Background and Purpose: Mining social media data for studying the human condition has created new and unique challenges. When analyzing social media data from marginalized communities, algorithms lack the ability to accurately interpret offline context, which may lead to dangerous assumptions about and implications for marginalized communities. To combat this challenge, we hired formerly gang-involved youth as domain experts for contextualizing social media data in order to create inclusive, community-informed algorithms. Utilizing data from the Gang Intervention and Computer Science Project—a comprehensive analysis of Twitter data from gang-involved youth in Chicago—we describe the process of involving formerly gang-involved youth in developing a new prototype natural language processing (NLP) system that detects aggression and loss in Twitter data.
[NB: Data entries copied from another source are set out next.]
use crate::diagnostics::Diagnostics;
use crate::error::{Result, ScanError};
use crate::filters;
use crate::ignore_list::scan_ignore_list;
use crate::models::SuppressionRecord;
use ignore::WalkBuilder;
use rayon::prelude::*;
use std::fs;
use std::path::{Path, PathBuf};

/// How a dialect classified a single line
#[derive(Debug, Clone, PartialEq, Eq)]
pub enum LineClass {
    /// The line carries a suppression directive; the record is fully populated
    Directive(SuppressionRecord),
    /// A comment line with its text, no directive
    Comment(String),
    /// Anything else, including blank lines
    Code,
}

/// A suppression-comment syntax the scanner understands
pub trait Dialect: Sync {
    /// Short name, also used for the CSV file name (`<name>-ignores.csv`)
    fn name(&self) -> &'static str;

    /// Whether comment lines following a directive extend its justification
    fn continues_justification(&self) -> bool;

    /// Classify the line at `index` (0-based) of `lines`
    fn classify(
        &self,
        path: &Path,
        lines: &[String],
        index: usize,
        diagnostics: &dyn Diagnostics,
    ) -> LineClass;
}

/// Scanner state carried from one line to the next.
///
/// At most one record is open; it is closed before a new one opens and
/// once more at end of input.
#[derive(Debug, Default)]
pub struct ScanState {
    open: Option<SuppressionRecord>,
    closed: Vec<SuppressionRecord>,
}

impl ScanState {
    pub fn new() -> Self {
        Self::default()
    }

    /// The record still accepting continuation lines, if any
    pub fn open_record(&self) -> Option<&SuppressionRecord> {
        self.open.as_ref()
    }

    /// Records already closed, in file order
    pub fn closed(&self) -> &[SuppressionRecord] {
        &self.closed
    }

    /// Advance the state by one classified line
    pub fn step(&mut self, line_number: usize, class: LineClass, continuation: bool) {
        match class {
            LineClass::Directive(record) => {
                self.close();
                self.open = Some(record);
            }
            LineClass::Comment(text) => {
                if !continuation {
                    return;
                }
                if let Some(record) = self.open.as_mut() {
                    record.line_end = line_number;
                    // A bare comment marker extends the span but adds no text
                    if !text.is_empty() {
                        record.justification.push(text);
                    }
                }
            }
            LineClass::Code => self.close(),
        }
    }

    /// Close any open record and return everything collected
    pub fn finish(mut self) -> Vec<SuppressionRecord> {
        self.close();
        self.closed
    }

    fn close(&mut self) {
        if let Some(record) = self.open.take() {
            self.closed.push(record);
        }
    }
}

/// Read a file into lines with trailing newlines stripped
pub fn read_lines(path: &Path) -> Result<Vec<String>> {
    let contents = fs::read_to_string(path).map_err(|source| ScanError::FileAccess {
        path: path.to_path_buf(),
        source,
    })?;

    Ok(contents.lines().map(str::to_string).collect())
}

/// Run the scanner over already-loaded lines
pub fn scan_lines(
    path: &Path,
    lines: &[String],
    dialect: &dyn Dialect,
    diagnostics: &dyn Diagnostics,
) -> Vec<SuppressionRecord> {
    let continuation = dialect.continues_justification();

    let mut state = ScanState::new();
    for index in 0..lines.len() {
        let class = dialect.classify(path, lines, index, diagnostics);
        state.step(index + 1, class, continuation);
    }

    state.finish()
}

/// Read and scan a single file
pub fn scan_file(
    path: &Path,
    dialect: &dyn Dialect,
    diagnostics: &dyn Diagnostics,
) -> Result<Vec<SuppressionRecord>> {
    let lines = read_lines(path)?;
    Ok(scan_lines(path, &lines, dialect, diagnostics))
}

/// What to scan beyond the target itself
#[derive(Debug, Clone, Default)]
pub struct ScanOptions {
    /// Extensions to include when walking a directory (leading dot optional)
    pub extensions: Vec<String>,

    /// Directories to prune during traversal
    pub ignored_dirs: Vec<PathBuf>,

    /// Ignore-list file whose entries are prepended to the results
    pub ignore_list: Option<PathBuf>,
}

/// Aggregated records plus the number of source files scanned
#[derive(Debug, Clone, Default)]
pub struct ScanOutcome {
    pub records: Vec<SuppressionRecord>,
    pub files_scanned: usize,
}

/// Scan a file or directory tree and aggregate every record in walk order
pub fn scan_target(
    target: &Path,
    options: &ScanOptions,
    dialect: &dyn Dialect,
    diagnostics: &dyn Diagnostics,
) -> Result<ScanOutcome> {
    if !target.exists() {
        return Err(ScanError::TargetNotFound {
            path: target.to_path_buf(),
        });
    }

    let mut records = match options.ignore_list.as_deref() {
        Some(ignore_file) => scan_ignore_list(ignore_file, diagnostics)?,
        None => Vec::new(),
    };

    let files = if target.is_file() {
        vec![target.to_path_buf()]
    } else {
        collect_files(target, options)?
    };

    diagnostics.debug(&format!(
        "Scanning {} file(s) for {} suppressions",
        files.len(),
        dialect.name()
    ));

    // Indexed collect keeps walk order regardless of scheduling
    let per_file: Vec<Vec<SuppressionRecord>> = files
        .par_iter()
        .map(|path| scan_file(path, dialect, diagnostics))
        .collect::<Result<_>>()?;

    records.extend(per_file.into_iter().flatten());

    Ok(ScanOutcome {
        records,
        files_scanned: files.len(),
    })
}

/// Walk a directory and return matching files sorted by path
fn collect_files(root: &Path, options: &ScanOptions) -> Result<Vec<PathBuf>> {
    let mut walker = WalkBuilder::new(root);
    // Suppressions in git-ignored or hidden files still count
    walker.standard_filters(false);
    walker.sort_by_file_path(|a, b| a.cmp(b));

    let ignored_dirs = options.ignored_dirs.clone();
    walker.filter_entry(move |entry| {
        entry.depth() == 0 || !filters::is_excluded(entry.path(), &ignored_dirs)
    });

    let mut files = Vec::new();
    for result in walker.build() {
        let entry = result?;

        if !entry.file_type().map(|ft| ft.is_file()).unwrap_or(false) {
            continue;
        }

        if filters::matches_extension(entry.path(), &options.extensions) {
            files.push(entry.into_path());
        }
    }

    Ok(files)
}

#[cfg(test)]
mod tests {
    use super::*;
    use crate::diagnostics::MemoryDiagnostics;
    use crate::eslint::EslintDialect;
    use crate::models::SuppressionKind;
    use crate::pylint::PylintDialect;
    use std::fs::File;
    use std::io::Write;
    use tempfile::TempDir;

    fn write_file(dir: &Path, relative: &str, content: &str) -> PathBuf {
        let path = dir.join(relative);
        if let Some(parent) = path.parent() {
            fs::create_dir_all(parent).unwrap();
        }
        let mut file = File::create(&path).unwrap();
        file.write_all(content.as_bytes()).unwrap();
        path
    }

    fn directive(line: usize) -> LineClass {
        LineClass::Directive(SuppressionRecord::new(
            Path::new("a.py"),
            line,
            SuppressionKind::PylintDisable,
        ))
    }

    #[test]
    fn test_state_opens_and_closes() {
        let mut state = ScanState::new();
        state.step(1, directive(1), true);
        assert_eq!(state.open_record().unwrap().line_start, 1);
        assert!(state.closed().is_empty());

        state.step(2, LineClass::Code, true);
        assert!(state.open_record().is_none());
        assert_eq!(state.closed().len(), 1);
    }

    #[test]
    fn test_state_new_directive_closes_previous() {
        let mut state = ScanState::new();
        state.step(1, directive(1), false);
        state.step(2, directive(2), false);
        assert_eq!(state.closed().len(), 1);
        assert_eq!(state.open_record().unwrap().line_start, 2);

        let records = state.finish();
        assert_eq!(records.len(), 2);
        assert_eq!(records[0].line_end, 1);
        assert_eq!(records[1].line_end, 2);
    }

    #[test]
    fn test_state_comment_continuation() {
        let mut state = ScanState::new();
        state.step(3, directive(3), true);
        state.step(4, LineClass::Comment("one".to_string()), true);
        state.step(5, LineClass::Comment("two".to_string()), true);

        let open = state.open_record().unwrap();
        assert_eq!(open.line_end, 5);
        assert_eq!(open.justification, vec!["one", "two"]);
    }

    #[test]
    fn test_state_comment_without_continuation_keeps_record_open() {
        let mut state = ScanState::new();
        state.step(1, directive(1), false);
        state.step(2, LineClass::Comment("ignored".to_string()), false);

        let open = state.open_record().unwrap();
        assert_eq!(open.line_end, 1);
        assert!(open.justification.is_empty());
    }

    #[test]
    fn test_state_comment_without_open_record_is_noop() {
        let mut state = ScanState::new();
        state.step(1, LineClass::Comment("stray".to_string()), true);
        assert!(state.finish().is_empty());
    }

    #[test]
    fn test_state_finish_emits_open_record_once() {
        let mut state = ScanState::new();
        state.step(1, directive(1), true);
        state.step(2, LineClass::Code, true);
        state.step(3, directive(3), true);

        let records = state.finish();
        assert_eq!(records.len(), 2);
        assert_eq!(records[1].line_start, 3);
    }

    #[test]
    fn test_read_lines_strips_newlines() {
        let temp_dir = TempDir::new().unwrap();
        let path = write_file(temp_dir.path(), "a.ts", "one\r\ntwo\nthree\n");

        let lines = read_lines(&path).unwrap();
        assert_eq!(lines, vec!["one", "two", "three"]);
    }

    #[test]
    fn test_read_lines_rejects_binary() {
        let temp_dir = TempDir::new().unwrap();
        let path = temp_dir.path().join("blob.ts");
        fs::write(&path, [0xff, 0xfe, 0x00, 0x80]).unwrap();

        let err = read_lines(&path).unwrap_err();
        assert!(matches!(err, ScanError::FileAccess { .. }));
    }

    #[test]
    fn test_scan_file_is_idempotent() {
        let temp_dir = TempDir::new().unwrap();
        let path = write_file(
            temp_dir.path(),
            "app.ts",
            "// reason\nconsole.log(1); // eslint-disable-line no-console\n",
        );

        let diagnostics = MemoryDiagnostics::new();
        let first = scan_file(&path, &EslintDialect, &diagnostics).unwrap();
        let second = scan_file(&path, &EslintDialect, &diagnostics).unwrap();
        assert_eq!(first.len(), 1);
        assert_eq!(first, second);
    }

    #[test]
    fn test_scan_target_missing() {
        let temp_dir = TempDir::new().unwrap();
        let missing = temp_dir.path().join("nope");

        let err = scan_target(
            &missing,
            &ScanOptions::default(),
            &PylintDialect,
            &MemoryDiagnostics::new(),
        )
        .unwrap_err();
        assert!(matches!(err, ScanError::TargetNotFound { .. }));
    }

    #[test]
    fn test_scan_target_directory_order_and_filters() {
        let temp_dir = TempDir::new().unwrap();
        let root = temp_dir.path();
        write_file(root, "b.py", "x = 1  # pylint: disable=unused-variable\n");
        write_file(root, "a.py", "import os  # pylint: disable=unused-import\n");
        write_file(root, "notes.txt", "# pylint: disable=ignored-file-type\n");
        write_file(root, "venv/lib.py", "y = 2  # pylint: disable=excluded\n");
        write_file(root, "pkg/c.py", "z = 3  # pylint: disable=invalid-name\n");

        let options = ScanOptions {
            extensions: vec!["py".to_string()],
            ignored_dirs: vec![PathBuf::from("venv")],
            ignore_list: None,
        };

        let outcome =
            scan_target(root, &options, &PylintDialect, &MemoryDiagnostics::new()).unwrap();

        assert_eq!(outcome.files_scanned, 3);
        let rules: Vec<_> = outcome
            .records
            .iter()
            .map(|r| r.rule.clone().unwrap())
            .collect();
        assert_eq!(rules, vec!["unused-import", "unused-variable", "invalid-name"]);
    }

    #[test]
    fn test_scan_target_prepends_ignore_list() {
        let temp_dir = TempDir::new().unwrap();
        let root = temp_dir.path();
        let source = write_file(root, "src/app.js", "/* eslint-disable */\n");
        let ignore_file = write_file(root, ".eslintignore", "# generated\ndist/\n");

        let options = ScanOptions {
            extensions: vec![".js".to_string()],
            ignored_dirs: Vec::new(),
            ignore_list: Some(ignore_file),
        };

        let outcome =
            scan_target(&source, &options, &EslintDialect, &MemoryDiagnostics::new()).unwrap();

        assert_eq!(outcome.files_scanned, 1);
        assert_eq!(outcome.records.len(), 2);
        assert_eq!(outcome.records[0].kind, SuppressionKind::IgnoreList);
        assert_eq!(outcome.records[0].location, PathBuf::from("dist/"));
        assert_eq!(outcome.records[1].kind, SuppressionKind::EslintFile);
    }

    #[test]
    fn test_scan_target_aborts_on_unreadable_file() {
        let temp_dir = TempDir::new().unwrap();
        let root = temp_dir.path();
        write_file(root, "good.py", "# pylint: disable=foo\n");
        fs::write(root.join("bad.py"), [0xc3, 0x28]).unwrap();

        let options = ScanOptions {
            extensions: vec!["py".to_string()],
            ..ScanOptions::default()
        };

        let err = scan_target(root, &options, &PylintDialect, &MemoryDiagnostics::new())
            .unwrap_err();
        assert!(matches!(err, ScanError::FileAccess { .. }));
    }
}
We offer a contextually-driven interdisciplinary approach between social work and data science that integrates domain insights into the training of social work annotators and the production of algorithms for positive social impact.
Methods: We hired two young men (African American and Latino) 18 years and older who live in Chicago neighborhoods with high rates of violence to work as domain experts. They initially provided interpretations of 185 randomly sampled tweets from our corpus and later gave more focused insights based on our annotators questions and challenges. We developed a multistep process that integrates these insights to inform MSW student annotators interpretations, which provides the training data for our NLP system. Our process includes: 1) identifying, onboarding, and integrating domain experts, 2) initial domain expert interpretations of Twitter data, 3) training and assessing social work student annotator quality, and 4) iterative domain expert involvement and reconciliation of student annotator disagreement.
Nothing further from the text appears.